On input $w$, compute $f(w)$.
Run $M$ on input $f(w)$ and output whatever $M$ outputs.

Note $M$ accepts $f(w)$ whenever $w \in A$ by definition of $f$. Then $N$ runs in polynomial time since the computation of $f$ and $M$ are both polynomial and composition of polynomials is polynomial. $$\tag*{$\Box$}$$

A language $B$ is $\mathbf{NP}$-complete if it satisfies two conditions:

$B \in \mathbf{NP}$, and
$A \leq_P B$ for all $A \in \mathbf{NP}$.

This leads us to the following results.

Theorem. If $B$ is $\mathbf{NP}$-complete and $B \in \mathbf P$, then $\mathbf P = \mathbf{NP}$.

Theorem. If $B$ is $\mathbf{NP}$-complete and $B \leq_P C$ for $C \in \mathbf{NP}$, then $C$ is $\mathbf{NP}$-complete.

Proof. We already know $C$ is in $\mathbf{NP}$. Since $B$ is NP-complete, every language in $\mathbf{NP}$ is polynomial time reducible to $B$. Note that polynomial time reductions compose.

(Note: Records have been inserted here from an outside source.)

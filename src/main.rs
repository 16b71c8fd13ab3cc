//! Wordle Greedy - CLI
//!
//! Ranks opening words by letter frequency, replays games against known answers, and
//! helps with live games.

use anyhow::{Context, Result};
use clap::{Parser, Subcommand};
use wordle_greedy::{
    commands::{
        AssistOutcome, BenchmarkConfig, PlayConfig, play_game, run_assist, run_benchmark,
        select_answers, top_words,
    },
    core::Word,
    output::{print_benchmark_result, print_letter_counts, print_ranking, print_transcript},
    solver::{DEFAULT_UNIQUE_LETTER_BONUS, LetterCount, Scorer, Solver},
    wordlists::{
        DEFAULT_WORDS_FILE, RemoteConfig, download_word_list, load_from_file, wordle_answer,
        wordle_count,
    },
};

#[derive(Parser)]
#[command(
    name = "wordle_greedy",
    about = "Wordle solver using letter-frequency scoring and accumulated constraints",
    version,
    author
)]
struct Cli {
    #[command(subcommand)]
    command: Commands,

    /// Comma-separated word list file
    #[arg(short, long, global = true, default_value = DEFAULT_WORDS_FILE)]
    words: String,

    /// Download the word list instead of reading the file
    #[arg(short, long, global = true)]
    remote: bool,

    /// Score bonus for words without repeated letters (default 0, 1000 for assist)
    #[arg(short = 'b', long, global = true)]
    unique_bonus: Option<u64>,
}

#[derive(Subcommand)]
enum Commands {
    /// Show the best opening words
    Top {
        /// Number of words to show
        #[arg(short = 'n', long, default_value = "5")]
        count: usize,
    },

    /// Play a game against a known answer
    Play {
        /// The answer to solve for
        answer: String,

        /// Opening guess (default: best word without repeated letters)
        #[arg(short, long)]
        start: Option<String>,
    },

    /// Download and print the word list
    List,

    /// Print the answer to puzzle number N
    Answer {
        /// Puzzle number
        index: u32,
    },

    /// Print the number of published puzzles
    Count,

    /// Solve every word in the list and report guess statistics
    Benchmark {
        /// Only use the first N words as answers
        #[arg(short, long)]
        limit: Option<usize>,

        /// Play against a random sample of N answers
        #[arg(long)]
        sample: Option<usize>,

        /// Seed for the random sample
        #[arg(long, requires = "sample")]
        seed: Option<u64>,

        /// Opening guess (default: best word without repeated letters)
        #[arg(short, long)]
        start: Option<String>,
    },

    /// Suggest guesses for a live game from the feedback you enter
    Assist {
        /// Opening guess (default: best ranked word)
        #[arg(short, long)]
        start: Option<String>,
    },
}

fn main() -> Result<()> {
    env_logger::init();
    let cli = Cli::parse();
    let remote = RemoteConfig::default();

    match cli.command {
        Commands::List => {
            for word in download_word_list(&remote)? {
                println!("{word}");
            }
            Ok(())
        }
        Commands::Answer { index } => {
            println!("{}", wordle_answer(&remote, index)?);
            Ok(())
        }
        Commands::Count => {
            println!("{}", wordle_count(&remote)?);
            Ok(())
        }
        Commands::Top { count } => {
            let words = load_words(&cli.words, cli.remote, &remote)?;
            let solver = Solver::new(Scorer::with_unique_bonus(cli.unique_bonus.unwrap_or(0)));
            let ranking = top_words(&words, count, &solver)?;
            print_letter_counts(&LetterCount::tally(&words));
            print_ranking(&ranking);
            Ok(())
        }
        Commands::Play { answer, start } => {
            let words = load_words(&cli.words, cli.remote, &remote)?;
            let solver = Solver::new(Scorer::with_unique_bonus(cli.unique_bonus.unwrap_or(0)));
            let config = PlayConfig { answer, start };
            print_transcript(&play_game(&config, &words, &solver)?);
            Ok(())
        }
        Commands::Benchmark {
            limit,
            sample,
            seed,
            start,
        } => {
            let words = load_words(&cli.words, cli.remote, &remote)?;
            let solver = Solver::new(Scorer::with_unique_bonus(cli.unique_bonus.unwrap_or(0)));
            run_benchmark_command(&words, &solver, limit, sample, seed, start.as_deref())
        }
        Commands::Assist { start } => {
            let words = load_words(&cli.words, cli.remote, &remote)?;
            let scorer =
                Scorer::with_unique_bonus(cli.unique_bonus.unwrap_or(DEFAULT_UNIQUE_LETTER_BONUS));
            let start = start
                .map(Word::new)
                .transpose()
                .context("invalid starting word")?;

            match run_assist(&words, scorer, start.as_ref())? {
                AssistOutcome::Solved { guesses } => log::info!("solved in {guesses} guesses"),
                AssistOutcome::Exhausted => anyhow::bail!("no word matches the feedback given"),
                AssistOutcome::Quit => println!("\n👋 Thanks for playing!"),
            }
            Ok(())
        }
    }
}

/// Load the word list from the web or from `path`
fn load_words(path: &str, remote: bool, config: &RemoteConfig) -> Result<Vec<Word>> {
    if remote {
        download_word_list(config)
    } else {
        load_from_file(path)
    }
}

fn run_benchmark_command(
    words: &[Word],
    solver: &Solver,
    limit: Option<usize>,
    sample: Option<usize>,
    seed: Option<u64>,
    start: Option<&str>,
) -> Result<()> {
    let seed = seed.unwrap_or_else(rand::random);
    if sample.is_some() {
        log::info!("sampling answers with seed {seed}");
    }
    let config = BenchmarkConfig {
        limit,
        sample,
        seed,
    };
    let answers = select_answers(words, &config);

    let start = match start {
        Some(text) => Word::new(text).context("invalid starting word")?,
        None => solver.best_starting_word(words)?,
    };

    println!(
        "Running benchmark on {} words starting with {start}...",
        answers.len()
    );
    let result = run_benchmark(solver, words, &answers, &start, true)?;
    print_benchmark_result(&result);
    Ok(())
}
//! Game simulation against a known answer

use super::constraints::ConstraintState;
use super::scorer::{ScoredWord, Scorer};
use crate::core::{Feedback, Result, Word, WordleError, uniform_len};

/// One played guess
#[derive(Debug, Clone, PartialEq, Eq)]
pub struct Turn {
    pub guess: Word,
    pub feedback: Feedback,
    /// Candidates still consistent after this guess
    pub remaining: usize,
}

/// Every guess of a finished game, ending with the answer
#[derive(Debug, Clone, PartialEq, Eq)]
pub struct GameTranscript {
    turns: Vec<Turn>,
}

impl GameTranscript {
    /// Turns in the order they were played
    #[must_use]
    pub fn turns(&self) -> &[Turn] {
        &self.turns
    }

    /// The guessed words in order
    pub fn guesses(&self) -> impl Iterator<Item = &Word> {
        self.turns.iter().map(|turn| &turn.guess)
    }

    /// Number of guesses taken
    #[must_use]
    pub fn len(&self) -> usize {
        self.turns.len()
    }

    /// True if no guesses were recorded
    #[must_use]
    pub fn is_empty(&self) -> bool {
        self.turns.is_empty()
    }

    /// The final guess, which is the answer
    #[must_use]
    pub fn answer(&self) -> Option<&Word> {
        self.turns.last().map(|turn| &turn.guess)
    }
}

/// Plays games by repeatedly guessing the best-ranked remaining word
#[derive(Debug, Clone, Copy, Default)]
pub struct Solver {
    scorer: Scorer,
}

impl Solver {
    /// Create a solver that ranks guesses with `scorer`
    #[must_use]
    pub const fn new(scorer: Scorer) -> Self {
        Self { scorer }
    }

    /// The scorer used to pick guesses
    #[must_use]
    pub const fn scorer(&self) -> &Scorer {
        &self.scorer
    }

    /// Best opening word: the top-ranked word with no repeated letters
    ///
    /// # Errors
    /// Fails like [`Scorer::rank_words`] on an empty or mixed-length pool.
    pub fn best_starting_word(&self, pool: &[Word]) -> Result<Word> {
        self.top(pool, true).map(|scored| scored.word)
    }

    /// Play a full game from `starting_guess` until `answer` is guessed
    ///
    /// The answer is added to the pool when missing, so the game always ends. Each round
    /// folds the feedback into the accumulated constraints, narrows the pool, and guesses
    /// the top-ranked remaining word.
    ///
    /// # Errors
    /// - `EmptyWordList` if `pool` is empty
    /// - `LengthMismatch` if the pool words, `starting_guess` or `answer` differ in length
    ///
    /// # Examples
    /// ```
    /// use wordle_greedy::core::Word;
    /// use wordle_greedy::solver::Solver;
    ///
    /// let pool: Vec<Word> = ["soare", "crane", "trace"]
    ///     .iter()
    ///     .map(|w| Word::new(w).unwrap())
    ///     .collect();
    /// let answer = Word::new("trace").unwrap();
    ///
    /// let transcript = Solver::default().solve(&pool, &pool[0], &answer).unwrap();
    /// assert_eq!(transcript.answer(), Some(&answer));
    /// assert!(transcript.len() <= 3);
    /// ```
    pub fn solve(
        &self,
        pool: &[Word],
        starting_guess: &Word,
        answer: &Word,
    ) -> Result<GameTranscript> {
        let word_len = uniform_len(pool)?;
        starting_guess.ensure_len(word_len)?;
        answer.ensure_len(word_len)?;

        let mut pool = pool.to_vec();
        if !pool.contains(answer) {
            pool.push(answer.clone());
        }

        let mut constraints = ConstraintState::new();
        let mut turns = Vec::new();
        let mut guess = starting_guess.clone();

        loop {
            let feedback = Feedback::evaluate(&guess, answer)?;
            constraints.record(&guess, &feedback);
            constraints.retain(&mut pool);

            let solved = guess == *answer;
            turns.push(Turn {
                guess,
                feedback,
                remaining: pool.len(),
            });
            if solved {
                return Ok(GameTranscript { turns });
            }

            guess = self.top(&pool, false)?.word;
        }
    }

    fn top(&self, pool: &[Word], unique_only: bool) -> Result<ScoredWord> {
        self.scorer
            .rank_words(pool, 1, unique_only)?
            .into_iter()
            .next()
            .ok_or(WordleError::EmptyWordList)
    }
}

/// Play a game with the default scorer
///
/// # Errors
/// See [`Solver::solve`].
pub fn solve(pool: &[Word], starting_guess: &Word, answer: &Word) -> Result<GameTranscript> {
    Solver::default().solve(pool, starting_guess, answer)
}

Then since $B \leq_P C$, this implies that every language in $\mathbf{NP}$ is polynomial time reducible to $C$. $$\tag*{$\Box$}$$

The implications of the above two results are quite significant. Basically, if we want to show that $\mathbf P = \mathbf{NP}$, then all we need to do is show that just one problem that is $\mathbf{NP}$-complete reduces to problem in $\mathbf P$, or equivalently, has a polynomial time algorithm. This leads to the natural question of just how many $\mathbf{NP}$-complete problems there are.

The most difficult part in this process is finding the "first" $\mathbf{NP}$-complete problem. After all, it's quite daunting to show that every problem in $\mathbf{NP}$ can somehow reduce to this first problem. But once we're able to get this one problem, then we can just show that other problems are $\mathbf{NP}$-complete by reducing from this first one. And as we get more examples of $\mathbf{NP}$-complete problems, we can reduce from any of the problems we already know are $\mathbf{NP}$-complete.

So how many are there now, in 2017? In 1971, Stephen Cook showed what was essentially the first $\mathbf{NP}$-complete problem. In 1972, Richard Karp published a paper that gave a list of 21 problems and showed that they were $\mathbf{NP}$-complete by showing the polynomial time reductions. In 1979, Garey and Johnson published a book which contained approximately 300 problems that were shown to be $\mathbf{NP}$-complete. Today, we don't really have an accurate count anymore, but the number of problems ranges in the thousands and tens of thousands.

Showing any one of these problems has a polynomial time algorithm is enough to show that $\mathbf P = \mathbf{NP}$.

Satisfiability

The first problem which was shown to be $\mathbf{NP}$-complete is called the satisfiability problem, or $\mathrm{SAT}$. This was shown by Stephen Cook in 1971 and independently by Leonard Levin in 1973.

Recall that a boolean variable can take on a value of True or False. A boolean formula is an expression involving boolean variables and the boolean operations AND, OR, and NOT. A boolean formula is satisfiable if some assignment of 0s and 1s to to the variables makes the formula evaluate to True.

$\mathrm{SAT}$ asks, given a boolean formula, whether or not it is satisfiable.

Theorem. (Cook-Levin) $\mathrm{SAT}$ is $\mathbf{NP}$-complete.